//! Priority Tests
//!
//! Tests for base and inherited priorities, weight changes in every
//! thread state, the wait-queue hook and switching between disciplines.

#[cfg(test)]
mod tests {
    use crate::mock::*;
    use nexa_sched::scheduler::{
        priority_to_weight, BlockReason, DeadlineParams, Discipline, PropagatePi, SchedParams,
        SchedUtilization, SchedWeight, DEFAULT_PRIORITY, HIGHEST_PRIORITY,
    };

    // =========================================================================
    // Base Priority
    // =========================================================================

    #[test]
    fn test_change_priority_of_running_thread() {
        let sched = make_scheduler(1);
        let a = spawn_fair(&sched, 0, "a", DEFAULT_PRIORITY);

        sched.change_priority(0, a, 24);

        assert_eq!(sched.current_thread(0), a);
        assert_eq!(sched.get_total_weight(0), priority_to_weight(24));
        let a_info = info(&sched, a);
        assert_eq!(a_info.base_priority, 24);
        assert_eq!(a_info.effective_priority, 24);
        assert_eq!(a_info.weight, priority_to_weight(24));
    }

    #[test]
    fn test_change_priority_requeues_ready_thread() {
        let sched = make_scheduler(1);
        let a = spawn_fair(&sched, 0, "a", DEFAULT_PRIORITY);
        let b = spawn_fair(&sched, 0, "b", DEFAULT_PRIORITY);

        sched.change_priority(0, b, 28);

        assert_eq!(sched.current_thread(0), a);
        assert!(info(&sched, b).in_queue);
        let expected = priority_to_weight(DEFAULT_PRIORITY) + priority_to_weight(28);
        assert_eq!(sched.get_total_weight(0), expected);
        sched.with_locked(|set| assert_eq!(accounted_weight(set, 0), expected.raw()));
    }

    #[test]
    fn test_idle_thread_priority_is_fixed() {
        let sched = make_scheduler(1);
        let idle = sched.with_locked(|set| set.cpu(0).idle_thread());

        sched.change_priority(0, idle, 20);
        assert_eq!(info(&sched, idle).effective_priority, 0);
    }

    // =========================================================================
    // Inheritance
    // =========================================================================

    #[test]
    fn test_effective_priority_is_max_of_base_and_inherited() {
        let sched = make_scheduler(1);
        let t = sched.create_thread("t", SchedParams::Fair { priority: DEFAULT_PRIORITY });

        sched.inherit_priority(0, t, 20);
        assert_eq!(info(&sched, t).effective_priority, 20);
        assert_eq!(info(&sched, t).weight, priority_to_weight(20));

        sched.inherit_priority(0, t, 10);
        assert_eq!(info(&sched, t).effective_priority, DEFAULT_PRIORITY);

        sched.inherit_priority(0, t, -1);
        assert_eq!(info(&sched, t).effective_priority, DEFAULT_PRIORITY);

        // A lower base stays masked by the inherited level.
        sched.inherit_priority(0, t, 20);
        sched.change_priority(0, t, 12);
        let t_info = info(&sched, t);
        assert_eq!(t_info.base_priority, 12);
        assert_eq!(t_info.effective_priority, 20);

        sched.inherit_priority(0, t, -1);
        let t_info = info(&sched, t);
        assert_eq!(t_info.effective_priority, 12);
        assert_eq!(t_info.weight, priority_to_weight(12));
    }

    #[test]
    fn test_deadline_threads_ignore_inheritance() {
        let sched = make_scheduler(1);
        let params = DeadlineParams::new(MS, 10 * MS, 10 * MS).unwrap();
        let d = sched.create_thread("d", SchedParams::Deadline(params));

        sched.inherit_priority(0, d, 20);
        let d_info = info(&sched, d);
        assert_eq!(d_info.discipline, Discipline::Deadline);
        assert_eq!(d_info.inherited_priority, -1);
        assert_eq!(d_info.effective_priority, HIGHEST_PRIORITY);
    }

    #[test]
    fn test_inherited_priority_boosts_running_thread() {
        let sched = make_scheduler(1);
        let a = spawn_fair(&sched, 0, "a", DEFAULT_PRIORITY);

        sched.inherit_priority(0, a, 28);
        assert_eq!(sched.current_thread(0), a);
        assert_eq!(sched.get_total_weight(0), priority_to_weight(28));

        sched.inherit_priority(0, a, -1);
        assert_eq!(sched.get_total_weight(0), priority_to_weight(DEFAULT_PRIORITY));
    }

    // =========================================================================
    // Blocked Threads
    // =========================================================================

    #[test]
    fn test_blocked_thread_notifies_wait_queue() {
        let sched = make_scheduler(1);
        let a = spawn_fair(&sched, 0, "a", DEFAULT_PRIORITY);
        sched.block(0, BlockReason::Blocked);

        sched.change_priority(0, a, 20);
        sched.inherit_priority(0, a, 24);

        assert_eq!(
            sched.platform().wait_queue_updates(),
            vec![(a, DEFAULT_PRIORITY, PropagatePi::Yes), (a, 20, PropagatePi::No)]
        );
        assert_eq!(info(&sched, a).weight, priority_to_weight(24));
    }

    #[test]
    fn test_sleeping_thread_has_no_wait_queue() {
        let sched = make_scheduler(1);
        let a = spawn_fair(&sched, 0, "a", DEFAULT_PRIORITY);
        sched.block(0, BlockReason::Sleeping);

        sched.change_priority(0, a, 20);
        assert!(sched.platform().wait_queue_updates().is_empty());
        assert_eq!(info(&sched, a).weight, priority_to_weight(20));
    }

    // =========================================================================
    // Discipline Changes
    // =========================================================================

    #[test]
    fn test_change_deadline_of_running_fair_thread() {
        let sched = make_scheduler(1);
        let a = spawn_fair(&sched, 0, "a", DEFAULT_PRIORITY);
        sched.platform().advance(MS);

        let params = DeadlineParams::new(2 * MS, 10 * MS, 10 * MS).unwrap();
        sched.change_deadline(0, a, params);

        let a_info = info(&sched, a);
        assert_eq!(a_info.discipline, Discipline::Deadline);
        assert_eq!(a_info.effective_priority, HIGHEST_PRIORITY);
        // Arrival is the start of the slice it was running.
        assert_eq!(a_info.start_time, START_NS);
        assert_eq!(a_info.finish_time, START_NS + 10 * MS);
        assert_eq!(sched.current_thread(0), a);
        assert_eq!(sched.get_total_weight(0), SchedWeight::ZERO);
        assert_eq!(sched.platform().timer(0), START_NS + 2 * MS);
        sched.with_locked(|set| {
            assert_eq!(set.cpu(0).runnable_fair_task_count(), 0);
            assert_eq!(set.cpu(0).runnable_deadline_task_count(), 1);
            assert_eq!(set.cpu(0).total_deadline_utilization(), params.utilization);
        });
    }

    #[test]
    fn test_change_priority_of_deadline_thread_makes_it_fair() {
        let sched = make_scheduler(1);
        let params = DeadlineParams::new(2 * MS, 10 * MS, 10 * MS).unwrap();
        let d = sched.create_thread("d", SchedParams::Deadline(params));
        sched.unblock(0, d);

        sched.change_priority(0, d, 20);

        let d_info = info(&sched, d);
        assert_eq!(d_info.discipline, Discipline::Fair);
        assert_eq!(d_info.effective_priority, 20);
        assert_eq!(sched.current_thread(0), d);
        assert_eq!(sched.get_total_weight(0), priority_to_weight(20));
        assert_eq!(sched.platform().timer(0), START_NS + 16 * MS);
        let utilization = sched.with_locked(|set| set.cpu(0).total_deadline_utilization());
        assert_eq!(utilization, SchedUtilization::ZERO);
    }

    #[test]
    fn test_change_deadline_of_queued_deadline_thread() {
        let sched = make_scheduler(1);
        let first = DeadlineParams::new(MS, 4 * MS, 10 * MS).unwrap();
        let running = sched.create_thread("running", SchedParams::Deadline(first));
        sched.unblock(0, running);
        let second = DeadlineParams::new(MS, 8 * MS, 10 * MS).unwrap();
        let queued = sched.create_thread("queued", SchedParams::Deadline(second));
        sched.unblock(0, queued);
        assert_eq!(sched.current_thread(0), running);

        let wider = DeadlineParams::new(3 * MS, 8 * MS, 10 * MS).unwrap();
        sched.change_deadline(0, queued, wider);

        assert!(info(&sched, queued).in_queue);
        let utilization = sched.with_locked(|set| set.cpu(0).total_deadline_utilization());
        assert_eq!(utilization, first.utilization + wider.utilization);
    }
}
--*--
> [Task item]
Taking the lines above, repeat exactly those from the line that contains "assert_eq!(sched.platform().timer(0), START_NS + 16" through the line that contains "sched.change_deadline(0, queued, wider);", and both of those lines as well. Include nothing else.

> [Reply]
        assert_eq!(sched.platform().timer(0), START_NS + 16 * MS);
        let utilization = sched.with_locked(|set| set.cpu(0).total_deadline_utilization());
        assert_eq!(utilization, SchedUtilization::ZERO);
    }

    #[test]
    fn test_change_deadline_of_queued_deadline_thread() {
        let sched = make_scheduler(1);
        let first = DeadlineParams::new(MS, 4 * MS, 10 * MS).unwrap();
        let running = sched.create_thread("running", SchedParams::Deadline(first));
        sched.unblock(0, running);
        let second = DeadlineParams::new(MS, 8 * MS, 10 * MS).unwrap();
        let queued = sched.create_thread("queued", SchedParams::Deadline(second));
        sched.unblock(0, queued);
        assert_eq!(sched.current_thread(0), running);

        let wider = DeadlineParams::new(3 * MS, 8 * MS, 10 * MS).unwrap();
        sched.change_deadline(0, queued, wider);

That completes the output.